• Source material

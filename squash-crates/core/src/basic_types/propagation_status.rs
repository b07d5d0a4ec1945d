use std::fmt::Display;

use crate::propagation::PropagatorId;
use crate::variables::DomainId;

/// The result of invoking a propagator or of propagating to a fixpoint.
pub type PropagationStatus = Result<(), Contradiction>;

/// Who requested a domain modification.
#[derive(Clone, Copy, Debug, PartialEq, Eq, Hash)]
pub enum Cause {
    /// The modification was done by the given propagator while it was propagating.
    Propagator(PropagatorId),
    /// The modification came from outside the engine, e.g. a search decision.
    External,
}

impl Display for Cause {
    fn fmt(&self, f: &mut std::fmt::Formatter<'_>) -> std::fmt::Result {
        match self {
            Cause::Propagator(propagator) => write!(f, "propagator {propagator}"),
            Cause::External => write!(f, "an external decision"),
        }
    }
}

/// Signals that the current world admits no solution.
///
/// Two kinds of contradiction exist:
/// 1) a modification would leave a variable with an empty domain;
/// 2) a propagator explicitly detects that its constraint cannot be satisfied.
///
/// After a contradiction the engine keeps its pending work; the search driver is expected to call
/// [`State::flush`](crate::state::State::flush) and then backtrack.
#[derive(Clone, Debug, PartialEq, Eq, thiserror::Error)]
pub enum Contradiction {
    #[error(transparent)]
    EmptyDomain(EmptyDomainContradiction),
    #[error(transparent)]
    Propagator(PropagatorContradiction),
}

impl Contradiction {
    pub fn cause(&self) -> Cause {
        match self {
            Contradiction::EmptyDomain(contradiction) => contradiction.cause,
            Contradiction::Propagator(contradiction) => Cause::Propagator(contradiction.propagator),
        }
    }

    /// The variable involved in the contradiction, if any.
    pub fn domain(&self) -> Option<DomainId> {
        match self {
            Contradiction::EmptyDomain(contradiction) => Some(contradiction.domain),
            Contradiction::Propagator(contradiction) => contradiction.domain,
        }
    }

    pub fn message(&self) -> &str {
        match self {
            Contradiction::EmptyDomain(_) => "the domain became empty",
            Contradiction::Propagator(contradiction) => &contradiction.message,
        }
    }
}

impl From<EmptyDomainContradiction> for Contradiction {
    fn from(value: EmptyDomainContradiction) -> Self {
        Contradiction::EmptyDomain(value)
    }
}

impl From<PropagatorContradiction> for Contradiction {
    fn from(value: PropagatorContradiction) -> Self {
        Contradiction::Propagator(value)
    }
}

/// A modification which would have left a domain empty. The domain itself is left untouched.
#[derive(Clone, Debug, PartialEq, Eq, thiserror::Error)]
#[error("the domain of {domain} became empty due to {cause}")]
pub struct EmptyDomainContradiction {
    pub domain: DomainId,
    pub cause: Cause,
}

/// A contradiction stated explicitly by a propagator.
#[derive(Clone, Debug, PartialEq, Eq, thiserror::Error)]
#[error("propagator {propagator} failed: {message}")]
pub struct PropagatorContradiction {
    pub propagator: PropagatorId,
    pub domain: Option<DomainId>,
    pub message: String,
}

• Goal of the exercise
Give the number of lines in the data that contain "Display", with no other words.

• Written solution
2